— Aim of the task —
State, as a number alone, how many lines of the entries contain the word "PartialEq".

_ _ _ _

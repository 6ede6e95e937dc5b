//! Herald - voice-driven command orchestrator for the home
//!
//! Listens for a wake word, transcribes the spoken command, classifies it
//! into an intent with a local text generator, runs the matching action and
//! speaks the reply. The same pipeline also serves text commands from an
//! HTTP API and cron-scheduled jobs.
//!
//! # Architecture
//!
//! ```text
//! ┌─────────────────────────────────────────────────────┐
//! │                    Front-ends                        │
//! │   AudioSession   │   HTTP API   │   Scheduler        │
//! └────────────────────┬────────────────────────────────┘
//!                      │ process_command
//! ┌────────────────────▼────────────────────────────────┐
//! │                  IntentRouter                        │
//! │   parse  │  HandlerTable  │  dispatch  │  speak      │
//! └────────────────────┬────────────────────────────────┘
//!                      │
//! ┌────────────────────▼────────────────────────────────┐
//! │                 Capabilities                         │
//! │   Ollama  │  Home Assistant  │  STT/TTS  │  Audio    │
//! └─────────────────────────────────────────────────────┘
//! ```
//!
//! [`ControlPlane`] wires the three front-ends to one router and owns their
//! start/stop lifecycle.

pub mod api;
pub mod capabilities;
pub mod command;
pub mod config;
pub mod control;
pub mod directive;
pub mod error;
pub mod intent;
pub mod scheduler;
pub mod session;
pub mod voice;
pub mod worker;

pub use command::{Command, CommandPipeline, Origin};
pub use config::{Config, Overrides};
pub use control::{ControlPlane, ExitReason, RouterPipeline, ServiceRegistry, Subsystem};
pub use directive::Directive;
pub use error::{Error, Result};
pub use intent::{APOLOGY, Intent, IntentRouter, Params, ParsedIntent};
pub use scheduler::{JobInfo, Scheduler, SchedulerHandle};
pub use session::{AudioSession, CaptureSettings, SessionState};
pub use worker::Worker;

_ _ _ _

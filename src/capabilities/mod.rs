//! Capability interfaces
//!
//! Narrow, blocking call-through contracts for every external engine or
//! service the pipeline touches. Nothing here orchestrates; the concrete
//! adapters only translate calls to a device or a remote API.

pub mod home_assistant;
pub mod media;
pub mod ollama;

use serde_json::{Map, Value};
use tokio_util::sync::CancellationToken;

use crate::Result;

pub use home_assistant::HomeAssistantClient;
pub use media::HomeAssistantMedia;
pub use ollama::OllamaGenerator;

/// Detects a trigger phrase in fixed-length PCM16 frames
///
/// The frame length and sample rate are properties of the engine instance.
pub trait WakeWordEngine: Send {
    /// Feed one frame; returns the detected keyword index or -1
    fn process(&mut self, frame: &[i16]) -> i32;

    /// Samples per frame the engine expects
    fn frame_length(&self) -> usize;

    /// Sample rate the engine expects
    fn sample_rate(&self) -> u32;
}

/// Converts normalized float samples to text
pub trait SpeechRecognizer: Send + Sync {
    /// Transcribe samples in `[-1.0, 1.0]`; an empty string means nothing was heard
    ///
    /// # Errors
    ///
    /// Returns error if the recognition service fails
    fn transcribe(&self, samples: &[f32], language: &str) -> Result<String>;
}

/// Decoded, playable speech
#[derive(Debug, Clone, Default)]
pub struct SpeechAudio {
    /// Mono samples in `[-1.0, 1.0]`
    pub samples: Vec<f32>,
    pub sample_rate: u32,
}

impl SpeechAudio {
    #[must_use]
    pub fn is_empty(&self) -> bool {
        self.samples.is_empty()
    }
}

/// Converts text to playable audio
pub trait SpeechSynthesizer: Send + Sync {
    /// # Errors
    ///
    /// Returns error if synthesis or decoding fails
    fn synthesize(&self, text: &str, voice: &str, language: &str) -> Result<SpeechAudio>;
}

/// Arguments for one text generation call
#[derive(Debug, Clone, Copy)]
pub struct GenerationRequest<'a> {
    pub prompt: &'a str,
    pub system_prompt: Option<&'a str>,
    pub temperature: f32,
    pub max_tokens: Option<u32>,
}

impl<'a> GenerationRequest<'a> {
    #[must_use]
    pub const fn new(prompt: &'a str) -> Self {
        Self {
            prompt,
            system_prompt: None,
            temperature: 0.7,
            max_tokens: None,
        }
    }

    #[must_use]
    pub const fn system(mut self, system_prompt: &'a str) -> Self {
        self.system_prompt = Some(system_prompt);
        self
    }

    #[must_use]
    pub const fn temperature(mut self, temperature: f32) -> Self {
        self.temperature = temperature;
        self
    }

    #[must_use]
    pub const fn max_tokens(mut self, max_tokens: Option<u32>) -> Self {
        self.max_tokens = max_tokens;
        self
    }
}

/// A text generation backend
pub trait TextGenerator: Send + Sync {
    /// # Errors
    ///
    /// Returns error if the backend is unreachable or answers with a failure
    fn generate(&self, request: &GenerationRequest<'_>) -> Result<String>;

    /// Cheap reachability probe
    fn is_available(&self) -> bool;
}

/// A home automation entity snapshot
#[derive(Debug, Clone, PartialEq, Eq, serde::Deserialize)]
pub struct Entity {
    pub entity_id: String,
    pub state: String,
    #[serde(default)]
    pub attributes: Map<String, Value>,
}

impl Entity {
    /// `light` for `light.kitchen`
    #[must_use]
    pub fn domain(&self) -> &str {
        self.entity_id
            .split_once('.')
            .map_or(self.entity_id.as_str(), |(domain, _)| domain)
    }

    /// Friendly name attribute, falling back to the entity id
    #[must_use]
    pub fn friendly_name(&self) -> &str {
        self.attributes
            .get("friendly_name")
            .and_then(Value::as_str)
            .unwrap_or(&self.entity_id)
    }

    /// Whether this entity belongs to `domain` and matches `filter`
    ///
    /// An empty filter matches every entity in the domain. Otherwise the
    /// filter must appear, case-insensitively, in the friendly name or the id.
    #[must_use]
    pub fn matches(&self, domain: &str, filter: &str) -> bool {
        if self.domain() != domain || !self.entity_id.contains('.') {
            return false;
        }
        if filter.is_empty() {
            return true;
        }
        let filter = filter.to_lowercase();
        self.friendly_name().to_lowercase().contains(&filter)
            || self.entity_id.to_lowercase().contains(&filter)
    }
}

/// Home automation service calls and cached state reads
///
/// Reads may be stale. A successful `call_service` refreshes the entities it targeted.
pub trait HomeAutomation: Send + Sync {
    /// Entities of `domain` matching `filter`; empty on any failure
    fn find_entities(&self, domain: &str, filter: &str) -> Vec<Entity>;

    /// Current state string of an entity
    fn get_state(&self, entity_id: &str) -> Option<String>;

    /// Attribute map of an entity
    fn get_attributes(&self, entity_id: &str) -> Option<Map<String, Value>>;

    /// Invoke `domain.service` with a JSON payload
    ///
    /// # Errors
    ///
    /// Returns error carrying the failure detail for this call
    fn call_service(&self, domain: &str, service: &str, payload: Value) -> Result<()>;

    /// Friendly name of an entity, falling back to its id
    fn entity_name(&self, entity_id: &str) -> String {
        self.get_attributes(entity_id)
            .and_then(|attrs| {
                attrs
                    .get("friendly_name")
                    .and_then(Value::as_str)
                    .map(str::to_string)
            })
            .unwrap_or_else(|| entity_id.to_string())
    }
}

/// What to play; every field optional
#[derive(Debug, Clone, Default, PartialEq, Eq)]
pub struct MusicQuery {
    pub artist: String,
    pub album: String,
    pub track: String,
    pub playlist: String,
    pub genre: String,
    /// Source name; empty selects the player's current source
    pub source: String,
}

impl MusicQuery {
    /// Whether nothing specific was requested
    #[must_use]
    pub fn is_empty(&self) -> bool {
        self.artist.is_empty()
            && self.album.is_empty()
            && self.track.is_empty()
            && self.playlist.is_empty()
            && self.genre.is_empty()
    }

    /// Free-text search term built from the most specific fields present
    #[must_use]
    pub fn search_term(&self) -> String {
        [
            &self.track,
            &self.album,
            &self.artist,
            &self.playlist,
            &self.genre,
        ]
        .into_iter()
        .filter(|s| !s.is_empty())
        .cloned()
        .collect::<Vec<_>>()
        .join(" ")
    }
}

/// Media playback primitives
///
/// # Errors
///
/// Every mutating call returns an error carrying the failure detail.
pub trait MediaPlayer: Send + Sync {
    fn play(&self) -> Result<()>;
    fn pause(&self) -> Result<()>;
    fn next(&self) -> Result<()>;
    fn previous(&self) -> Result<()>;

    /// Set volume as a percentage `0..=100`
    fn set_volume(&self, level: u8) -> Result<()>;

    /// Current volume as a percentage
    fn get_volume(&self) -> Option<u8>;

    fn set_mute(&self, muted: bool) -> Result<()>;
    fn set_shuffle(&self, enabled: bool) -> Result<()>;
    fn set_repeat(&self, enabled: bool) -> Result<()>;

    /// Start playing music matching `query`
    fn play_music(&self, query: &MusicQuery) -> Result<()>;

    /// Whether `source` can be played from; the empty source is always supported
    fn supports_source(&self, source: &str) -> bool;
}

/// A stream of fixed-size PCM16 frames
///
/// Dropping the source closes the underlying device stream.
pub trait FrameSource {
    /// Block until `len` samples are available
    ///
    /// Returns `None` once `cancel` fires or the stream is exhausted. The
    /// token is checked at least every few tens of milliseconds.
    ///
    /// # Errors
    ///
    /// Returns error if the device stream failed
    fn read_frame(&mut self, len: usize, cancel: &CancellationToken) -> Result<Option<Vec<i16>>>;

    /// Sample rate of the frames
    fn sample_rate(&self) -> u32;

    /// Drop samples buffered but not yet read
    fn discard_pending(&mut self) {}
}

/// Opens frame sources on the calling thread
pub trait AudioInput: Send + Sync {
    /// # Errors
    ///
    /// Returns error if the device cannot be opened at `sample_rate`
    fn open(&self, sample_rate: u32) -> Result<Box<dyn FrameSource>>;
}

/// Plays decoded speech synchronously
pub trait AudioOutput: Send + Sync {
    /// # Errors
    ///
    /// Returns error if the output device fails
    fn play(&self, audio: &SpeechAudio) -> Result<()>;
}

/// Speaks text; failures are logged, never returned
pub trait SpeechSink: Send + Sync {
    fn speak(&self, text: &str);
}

_ _ _ _

— Exercise output —
2